My Shurflo pump has developed a leak in a curious place. The water appears to be coming from around the lower faston lead on the pressure switch assembly.

I can't see any obvious cracks but have put some araldite around the area of the leak but this hasn't cured it.

Can anyone tell me a good on-line shop that can supply spare parts?

I'm not sure the problem is actually with the switch assembly because I don't think there should be water at this level. Probably need a new pump head.

Thxs
Colin


----------



## DTPCHEMICALS (Jul 24, 2006)

I have a leak on our pump. It came to light last week.
It is on the filter casing.
I put the o ring in and gave a generous coating of silicone sealer.
Damn thing is still dripping.

Dave p


----------



## JohnsCrossMotorHomes (Jul 21, 2007)

DTPCHEMICALS said:


> I have a leak on our pump. It came to light last week.
> It is on the filter casing.
> I put the o ring in and gave a generous coating of silicone sealer.
> Damn thing is still dripping.
> ...


Try some flexible gasket goo, cant remember the name of it but its in a tube and its blue, put it on both sides of the filter housing and O ring.

Peter


----------



## Pixelpusher (Feb 26, 2007)

Um! just to restate my original question......

Can anyone tell me a good on-line shop that can supply spare parts? 

:? 

Colin


----------



## havingfun (Oct 31, 2007)

*leak in shurflo pump*

hi,

try marcle leisure,tel. 01531660797, somebody on here put it up,and i phoned them and they were really helpful,and their online shop is quite easy to roam round.

mags


----------



## Pixelpusher (Feb 26, 2007)

Thanks Mags,

i did try them but they were quite a bit more expensive than some others I found.

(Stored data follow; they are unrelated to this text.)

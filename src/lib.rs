//! # sunset-base
//!
//! Deprecation analysis for TypeScript language services.
//!
//! Usages of deprecated symbols are reported even when the deprecation is
//! only visible at the end of an import/export alias chain, behind `export *`
//! forwarding, or on an enclosing class or namespace.
//!
//! ## Module Structure (dependency order)
//!
//! ```text
//! ide     → LanguageService decorator (hover, diagnostics)
//!   ↓
//! hir     → Program oracle, resolver, alias walker, import engine, passes
//!   ↓
//! syntax  → Syntax trees handed over by the oracle, comment ranges
//!   ↓
//! base    → Primitives (FileId, NodeId, SymbolId, TextRange, LineIndex)
//! ```
//!
//! `config` and `error` are shared by every layer. Behind the `fixture`
//! feature, `fixture` implements the oracle and the host in memory.

/// Foundation types: ids, ranges, line index, module paths
pub mod base;

/// Syntax tree arena and comment scanning
pub mod syntax;

/// Semantic layer: the deprecation analysis itself
pub mod hir;

/// Host-facing decorator
pub mod ide;

pub mod config;
pub mod error;

/// In-memory Program and LanguageService
#[cfg(any(test, feature = "fixture"))]
pub mod fixture;

// Re-export the types most embedders need
pub use base::{FileId, LineCol, LineIndex, NodeId, SymbolId, TextRange, TextSize};
pub use config::Config;
pub use error::{AnalysisError, ConfigError};
pub use hir::{DedupKey, DeprecationPass, Diagnostic, DiagnosticCategory, Program};
pub use ide::{DeprecationService, HoverInfo, LanguageService};
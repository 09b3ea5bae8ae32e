//! Hover — quick info plus the `deprecated` tag.
//!
//! The host's hover result is kept as it is; a `deprecated` tag is appended
//! when the hovered symbol is deprecated and the host did not already say so
//! (it does when the symbol's own doc block carries the marker).

use text_size::TextRange;

use crate::hir::Deprecation;

/// Tag name the host uses for deprecation notes.
pub const DEPRECATED_TAG: &str = "deprecated";

/// One segment of rendered documentation text.
#[derive(Debug, Clone, PartialEq, Eq)]
#[cfg_attr(feature = "serde", derive(serde::Serialize, serde::Deserialize))]
pub struct DisplayPart {
    /// `"text"`, `"aliasName"`, ...
    pub kind: String,
    pub text: String,
}

impl DisplayPart {
    pub fn text(text: impl Into<String>) -> Self {
        Self {
            kind: "text".to_string(),
            text: text.into(),
        }
    }

    pub fn alias_name(text: impl Into<String>) -> Self {
        Self {
            kind: "aliasName".to_string(),
            text: text.into(),
        }
    }
}

/// A JSDoc tag as shown in hover.
#[derive(Debug, Clone, PartialEq, Eq)]
#[cfg_attr(feature = "serde", derive(serde::Serialize, serde::Deserialize))]
pub struct JsDocTagInfo {
    pub name: String,
    pub text: Vec<DisplayPart>,
}

/// Result of a hover request.
#[derive(Debug, Clone, PartialEq, Eq)]
#[cfg_attr(feature = "serde", derive(serde::Serialize, serde::Deserialize))]
#[cfg_attr(feature = "serde", serde(rename_all = "camelCase"))]
pub struct HoverInfo {
    /// Symbol kind as the host names it (`function`, `class`, ...).
    pub kind: String,
    pub name: String,
    pub text_span: TextRange,
    pub documentation: Vec<DisplayPart>,
    pub tags: Vec<JsDocTagInfo>,
}

impl HoverInfo {
    pub fn has_tag(&self, name: &str) -> bool {
        self.tags.iter().any(|t| t.name == name)
    }
}

/// The `deprecated` tag for a deprecation found by the analysis.
pub fn deprecated_tag(deprecation: &Deprecation) -> JsDocTagInfo {
    let mut text = Vec::new();
    if let Some(reason) = &deprecation.reason {
        text.push(DisplayPart::text(reason.clone()));
    }
    if let Some(origin) = &deprecation.inherited_from {
        let lead = if text.is_empty() {
            "Deprecated through "
        } else {
            " (deprecated through "
        };
        text.push(DisplayPart::text(lead));
        text.push(DisplayPart::alias_name(origin.as_str()));
        if lead.starts_with(' ') {
            text.push(DisplayPart::text(")"));
        }
    }
    JsDocTagInfo {
        name: DEPRECATED_TAG.to_string(),
        text,
    }
}

/// Append the `deprecated` tag unless the hover already carries one.
pub fn with_deprecated_tag(mut info: HoverInfo, deprecation: &Deprecation) -> HoverInfo {
    if !info.has_tag(DEPRECATED_TAG) {
        info.tags.push(deprecated_tag(deprecation));
    }
    info
}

http://www.thecaravanshop.co.uk

These folks also consider the Isle of Skye to be part of the UK mainland - which it is 

Colin


----------



## geordie01 (Apr 20, 2006)

i got a new pump off ebay for £47 and fitted it in ten mins kept the old one as a spare when i renewed the pressure switch


----------



## DTPCHEMICALS (Jul 24, 2006)

Hylomar blue i think Peter

Going to get some now.

Cheers


dave p


----------



## clive1821 (Mar 27, 2010)

these people are very good give them a try......
http://www.leisureshopdirect.com/caravan/water/shurflo_pumps.aspx


----------



## Pixelpusher (Feb 26, 2007)

Thanks Clive......

Still more expensive than the Caravanshop though - £68 v £45

Like a previous poster I'll get a complete unit and keep the old one for spares.

Colin


----------